Holy Hot Water

I come from a long line of Altar Guild women. I remain fully convinced that 5 minutes after Henry VIII created the church of England, one of my distant ancestors began tormenting a parish priest because he dripped wine. I suppose it was, ultimately, my destiny. But destiny failed me, and did not equip me with an innate knowledge of what to do with linens. There's a book. I didn't get the book. (You knew there would be a book, didn't you?)

I'm still not entirely sure how I came to join the Altar Guild. These were the women I both mocked, and I confess, was terrified of. Truly, I tell you, any sane person should be scared of these women. It is simply not normal that anyone could be that distressed over candle wax on a linen table cloth. It's frightening when it's your mother, foaming at the mouth.

And when you are the youth pastor, and you are caught between a young man who is terrified and traumatized and refusing to come to church, and a foaming mother; honestly about all you can think of to say is "Back away. Don't make eye contact."

For those that have managed to remain blissfully unaware, the Altar Guild is responsible for the care and maintenance of the church. Specifically the bit with the altar in it. They get a room, called the sacristy. They take care of the linens used on the altar(!), set out communion, arrange the flowers, change the hangings so they are the right colour at the right time (which changes more often than is entirely reasonable), and generally strike fear and terror into the lives of young men and women who are unfortunate enough to become altar assistants - the nemesis of any woman on Altar Guild. And when they come to see you, in full sail, you run. Or shove your husband in front of them.

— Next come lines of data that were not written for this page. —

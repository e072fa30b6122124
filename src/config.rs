//! Configuration loaded from `gqlscope.toml`.
//!
//! Every field has a default, so an empty or missing file is valid.
//!
//! ```toml
//! endpoint_marker = "/graphql"
//! extract_mode = "structural"
//! state_dir = ".gqlscope"
//! log_filter = "gqlscope=debug"
//! ```

use serde::{Deserialize, Serialize};
use std::fs;
use std::path::{Path, PathBuf};
use tracing::debug;

use crate::error::{GqlScopeError, Result};
use crate::extract::ExtractMode;

/// File name looked up by [`Config::load_or_default`].
pub const CONFIG_FILE: &str = "gqlscope.toml";

#[derive(Debug, Clone, PartialEq, Eq, Serialize, Deserialize)]
#[serde(default)]
pub struct Config {
    /// Substring the URL path must contain (compared case-insensitively).
    pub endpoint_marker: String,
    pub extract_mode: ExtractMode,
    /// Directory holding the daemon socket and PID file.
    pub state_dir: PathBuf,
    /// `tracing_subscriber::EnvFilter` directive, overridden by `RUST_LOG`.
    pub log_filter: String,
}

impl Default for Config {
    fn default() -> Self {
        Self {
            endpoint_marker: "/graphql".to_string(),
            extract_mode: ExtractMode::Textual,
            state_dir: PathBuf::from(".gqlscope"),
            log_filter: "info".to_string(),
        }
    }
}

impl Config {
    /// Parse a config file. Missing fields take their defaults.
    pub fn load(path: &Path) -> Result<Self> {
        let text = fs::read_to_string(path)?;
        let config = Self::parse(&text)
            .map_err(|e| GqlScopeError::Config(format!("{}: {}", path.display(), e)))?;
        debug!(path = %path.display(), "config loaded");
        Ok(config)
    }

    /// Load `<root>/gqlscope.toml` if it exists, else the defaults.
    pub fn load_or_default(root: &Path) -> Result<Self> {
        let path = root.join(CONFIG_FILE);
        if path.exists() {
            Self::load(&path)
        } else {
            Ok(Self::default())
        }
    }

    pub fn parse(text: &str) -> std::result::Result<Self, toml::de::Error> {
        let mut config: Config = toml::from_str(text)?;
        if config.endpoint_marker.is_empty() {
            config.endpoint_marker = Config::default().endpoint_marker;
        }
        Ok(config)
    }

    /// Socket path for the feed daemon, resolved against `root`.
    pub fn socket_path(&self, root: &Path) -> PathBuf {
        root.join(&self.state_dir).join("gqlscope.sock")
    }

    pub fn pid_path(&self, root: &Path) -> PathBuf {
        root.join(&self.state_dir).join("daemon.pid")
    }
}

#[cfg(test)]
mod tests {
    use super::*;
    use tempfile::tempdir;

    #[test]
    fn test_empty_config_uses_defaults() {
        let config = Config::parse("").unwrap();
        assert_eq!(config, Config::default());
        assert_eq!(config.endpoint_marker, "/graphql");
        assert_eq!(config.extract_mode, ExtractMode::Textual);
    }

    #[test]
    fn test_partial_config() {
        let config = Config::parse(
            r#"
extract_mode = "structural"
log_filter = "gqlscope=debug"
"#,
        )
        .unwrap();
        assert_eq!(config.extract_mode, ExtractMode::Structural);
        assert_eq!(config.log_filter, "gqlscope=debug");
        assert_eq!(config.state_dir, PathBuf::from(".gqlscope"));
    }

    #[test]
    fn test_blank_marker_falls_back() {
        let config = Config::parse(r#"endpoint_marker = """#).unwrap();
        assert_eq!(config.endpoint_marker, "/graphql");
    }

    #[test]
    fn test_load_or_default() {
        let dir = tempdir().unwrap();
        let config = Config::load_or_default(dir.path()).unwrap();
        assert_eq!(config, Config::default());

        fs::write(dir.path().join(CONFIG_FILE), "endpoint_marker = \"/api/gql\"\n").unwrap();
        let config = Config::load_or_default(dir.path()).unwrap();
        assert_eq!(config.endpoint_marker, "/api/gql");
        assert_eq!(
            config.socket_path(dir.path()),
            dir.path().join(".gqlscope").join("gqlscope.sock")
        );
    }

    #[test]
    fn test_invalid_config_is_error() {
        let dir = tempdir().unwrap();
        let path = dir.path().join(CONFIG_FILE);
        fs::write(&path, "extract_mode = \"psychic\"\n").unwrap();
        let err = Config::load(&path).unwrap_err();
        assert!(matches!(err, GqlScopeError::Config(_)), "got: {:?}", err);
    }
}
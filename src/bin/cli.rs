//! gqlscope CLI - GraphQL traffic log for intercepting proxies.
//!
//! Usage:
//!   gqlscope serve               # Run the feed daemon in the foreground
//!   gqlscope rows                # Print the call log
//!   gqlscope show <row>          # Request/response detail for one row
//!   gqlscope stats               # Ingest counters
//!   gqlscope clear               # Clear the log
//!   gqlscope stop                # Stop the daemon
//!   gqlscope replay <file>       # Ingest a JSON-lines capture offline

use anyhow::{bail, Context, Result};
use clap::{Parser, Subcommand};
use gqlscope::daemon::{self, Request, Response, RowDetail, WireEvent};
use gqlscope::{CallRegistry, Column, Config, Http1Analyzer, IngestPipeline, TrafficEvent, ViewerFacade};
use std::fs::File;
use std::io::{BufRead, BufReader};
use std::path::{Path, PathBuf};
use std::sync::Arc;
use tracing::{info, warn};
use tracing_subscriber::EnvFilter;

#[derive(Parser)]
#[command(name = "gqlscope")]
#[command(about = "gqlscope - GraphQL traffic inspector", long_about = None)]
struct Cli {
    /// Working directory holding gqlscope.toml and the state directory
    #[arg(short, long, default_value = ".")]
    root: PathBuf,

    /// Config file (default: <root>/gqlscope.toml if present)
    #[arg(short, long)]
    config: Option<PathBuf>,

    #[command(subcommand)]
    command: Commands,
}

#[derive(Subcommand)]
enum Commands {
    /// Run the feed daemon in the foreground
    Serve,

    /// Print the call log as a table
    Rows {
        /// Print JSON instead of a table
        #[arg(long)]
        json: bool,
    },

    /// Show one row with its raw request and response
    Show {
        /// Row number as printed by `rows` (0-based)
        row: usize,
    },

    /// Show ingest counters
    Stats,

    /// Clear the call log
    Clear,

    /// Check whether the daemon is up
    Ping,

    /// Stop the daemon
    Stop,

    /// Ingest a JSON-lines file of traffic events and print the result
    Replay {
        /// One traffic event object per line
        file: PathBuf,
    },
}

fn main() {
    let cli = Cli::parse();

    if let Err(e) = run(cli) {
        eprintln!("Error: {:#}", e);
        std::process::exit(1);
    }
}

fn run(cli: Cli) -> Result<()> {
    let root = cli.root.canonicalize().unwrap_or(cli.root);
    let config = match &cli.config {
        Some(path) => Config::load(path)?,
        None => Config::load_or_default(&root)?,
    };
    init_tracing(&config);

    let sock = config.socket_path(&root);

    match cli.command {
        Commands::Serve => {
            if daemon::is_daemon_running(&root, &config) {
                bail!("daemon already running ({})", sock.display());
            }
            info!(root = %root.display(), "starting daemon");
            daemon::start_daemon(&root, &config)?;
        }

        Commands::Rows { json } => {
            let data = query(&sock, Request::Rows)?;
            if json {
                println!("{}", serde_json::to_string_pretty(&data)?);
            } else {
                print_rows_json(&data);
            }
        }

        Commands::Show { row } => {
            let data = query(&sock, Request::Row { row })?;
            let detail: RowDetail = serde_json::from_value(data)?;
            print_detail(&detail);
        }

        Commands::Stats => {
            let data = query(&sock, Request::Stats)?;
            println!("{}", serde_json::to_string_pretty(&data)?);
        }

        Commands::Clear => {
            let data = query(&sock, Request::Clear)?;
            println!("Cleared {} rows", data["cleared"]);
        }

        Commands::Ping => match daemon::send_request(&sock, &Request::Ping) {
            Ok(Response::Pong) => println!("daemon is running ({})", sock.display()),
            Ok(other) => bail!("unexpected reply: {:?}", other),
            Err(_) => {
                println!("daemon is not running");
                std::process::exit(1);
            }
        },

        Commands::Stop => match daemon::send_request(&sock, &Request::Shutdown)? {
            Response::Goodbye => println!("daemon stopped"),
            other => bail!("unexpected reply: {:?}", other),
        },

        Commands::Replay { file } => replay(&file, &config)?,
    }

    Ok(())
}

fn init_tracing(config: &Config) {
    let filter = EnvFilter::try_from_default_env()
        .or_else(|_| EnvFilter::try_new(&config.log_filter))
        .unwrap_or_else(|_| EnvFilter::new("info"));
    tracing_subscriber::fmt()
        .with_env_filter(filter)
        .with_writer(std::io::stderr)
        .init();
}

/// Send a request and unwrap an `ok` reply.
fn query(sock: &Path, request: Request) -> Result<serde_json::Value> {
    match daemon::send_request(sock, &request).context("is the daemon running? (gqlscope serve)")? {
        Response::Ok { data } => Ok(data),
        Response::Error { message } => bail!(message),
        other => bail!("unexpected reply: {:?}", other),
    }
}

// Offline mode: fresh registry, same pipeline as the daemon
fn replay(file: &Path, config: &Config) -> Result<()> {
    let registry = Arc::new(CallRegistry::new());
    let pipeline = IngestPipeline::with_config(Arc::clone(&registry), Arc::new(Http1Analyzer), config);
    let viewer = ViewerFacade::new(registry);

    let reader = BufReader::new(File::open(file).with_context(|| format!("opening {}", file.display()))?);
    for (n, line) in reader.lines().enumerate() {
        let line = line?;
        if line.trim().is_empty() {
            continue;
        }
        match serde_json::from_str::<WireEvent>(&line) {
            Ok(event) => {
                pipeline.on_traffic_event(&TrafficEvent::from(event));
            }
            Err(e) => warn!(line = n + 1, error = %e, "skipping unreadable event"),
        }
    }

    let table: Vec<Vec<String>> = viewer
        .rows()
        .into_iter()
        .map(|row| row.into_iter().map(|v| v.to_string()).collect())
        .collect();
    print_table(&table);

    let stats = pipeline.stats();
    eprintln!(
        "{} events: {} calls, {} responses matched, {} empty, {} ignored, {} unmatched, {} rejected",
        stats.seen,
        stats.inserted,
        stats.updated,
        stats.empty,
        stats.ignored,
        stats.unmatched,
        stats.rejected
    );
    Ok(())
}

fn print_rows_json(data: &serde_json::Value) {
    let rows = data["rows"].as_array().cloned().unwrap_or_default();
    let table: Vec<Vec<String>> = rows
        .iter()
        .map(|r| {
            let text = |key: &str| r[key].as_str().unwrap_or_default().to_string();
            vec![
                r["sequence_id"].to_string(),
                text("host"),
                text("method"),
                text("url"),
                text("operation_name"),
                r["status_code"].as_u64().map(|s| s.to_string()).unwrap_or_default(),
            ]
        })
        .collect();
    print_table(&table);
}

fn print_table(rows: &[Vec<String>]) {
    let headers: Vec<&str> = Column::ALL.iter().map(|c| c.header()).collect();
    let mut widths: Vec<usize> = headers.iter().map(|h| h.len()).collect();
    for row in rows {
        for (w, cell) in widths.iter_mut().zip(row) {
            *w = (*w).max(cell.chars().count());
        }
    }

    let line = |cells: Vec<&str>| {
        cells
            .iter()
            .zip(&widths)
            .map(|(c, w)| format!("{:<width$}", c, width = *w))
            .collect::<Vec<_>>()
            .join("  ")
    };

    println!("{}", line(headers.clone()));
    println!("{}", line(widths.iter().map(|_| "").collect()).replace(' ', "-"));
    for row in rows {
        println!("{}", line(row.iter().map(String::as_str).collect()));
    }
    if rows.is_empty() {
        println!("(no GraphQL calls yet)");
    }
}

fn print_detail(detail: &RowDetail) {
    let call = &detail.call;
    println!("#{} {} {}", call.sequence_id, call.method, call.url);
    println!("  Service:   {}", detail.service);
    println!(
        "  Operation: {}",
        if call.operation_name.is_empty() { "-" } else { &call.operation_name }
    );
    match call.status_code {
        Some(code) => println!("  Status:    {}", code),
        None => println!("  Status:    (awaiting response)"),
    }
    println!("  Requested: {}", call.requested_at.to_rfc3339());
    if let Some(at) = call.responded_at {
        println!("  Responded: {}", at.to_rfc3339());
    }
    println!();
    println!("── Request ──────────────────────────────");
    println!("{}", detail.request);
    if let Some(response) = &detail.response {
        println!();
        println!("── Response ─────────────────────────────");
        println!("{}", response);
    }
}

And somehow, because these women have a club name, and they have their own room, you just knew they would have their own language. I have to take a purificator and a veil (and supposedly corporals too, but I'm getting ahead of myself.) and I have to, well, wash them and fold them. And of course if they have their own room and their own language, and everyone is scared of them, you know that we aren't talking putting them in the wash with your light-coloured load and folding them in half and calling it done.

I did what any sensible Anglican daughter does. I took a deep breath, and called the Anglican mother. Who became very distressed that I had the holy linens in the holy linen bag on my stove. I was told to put them in a plastic container with mild soap, and not to throw the water out.

I found a juice jug. And I put the holy linens, still in the holy linen bag into my orange juice jug. Where they sat until Wednesday night.

The Anglican mother arrived, under full sail, thrilled to be able to educate her 30 year old daughter. Somehow the basics of cooking and cleaning and mending escaped her, but by golly (or possibly by corporal), she was going to show me what to do with the holy linens.

We both experienced a let down, when she pulled out the holy linens, which were still in the holy bag out of the now holy juice jug (as it turns out the bag isn't holy, it's just a bag). That was the first time she called me by all three of my first names.

And then we had to wash them. Which means rinsing them three times. Apparently there is a trinity of laundry. Who knew? And when you have holy linens and a not-so holy bag, and a holy juice jug, you get holy water. I was dispatched to water the mum's on the front porch with the holy water. I guess I have holy mum's now too.

I came back in to a question. All three full names and my maiden name. It probably didn't help that I looked at her blankly. After all, there are the thingies that go over the chalice, and the whatchamacallit that goes over the reserve sacrament, and there is the cardboard covered in linen bit, which is called a pall, but is not to be confused by the large cloth that goes over the casket, which is also called a pall. And there is the coloured stuff that drives me crazy and strikes fear in my heart when I realize I have to change colours. There's a lot of coloured stuff, and it is all over the church. But she wanted to know where the corporals were? And there should be three? (Surprise, I know). And I didn't know what a corporal was?

She described it. We hit all five names, three given, one maiden, and one married, when I told her that those were still clean, so I popped them (reverently, honest, I swear, really) back in the cupboard of the scary room err, sacristy. Apparently my attempts at preserving the (not-so) holy bag and the creation of a holy juice jug were not enough to save me from not. washing. something. that. had. been. used. on. the. ALTAR.

And we washed, and then I got the holy? iron, and the holy? ironing board. And I learned to iron and fold. There is, in case you were interested, trinity of ironing too (You're surprised, right?). We iron one side. Flip to iron the other. At this point the holy linens have approached the texture of holy cardboard, and the holy iron is making holy flatulent sounds. The sound of the iron made my mother use all my names, again. I may be getting another iron for my birthday, which is great, except that I'm not sure what I do with the old holy? iron. . .

I have the holy linens, folded in three(!) and ironed for a third time and they are straight (I hauled out the blocking yardstick to make sure - thanks Kuri!) the not-so holy bag (also ironed, just in case?), the holy juice jug(can I de-consecrate this, do you think?) the holy mums, the holy iron, the holy ironing board, and a holy Safeway bag I put the holy linens in.

I'm just not so sure I'm cut out for this level of holiness.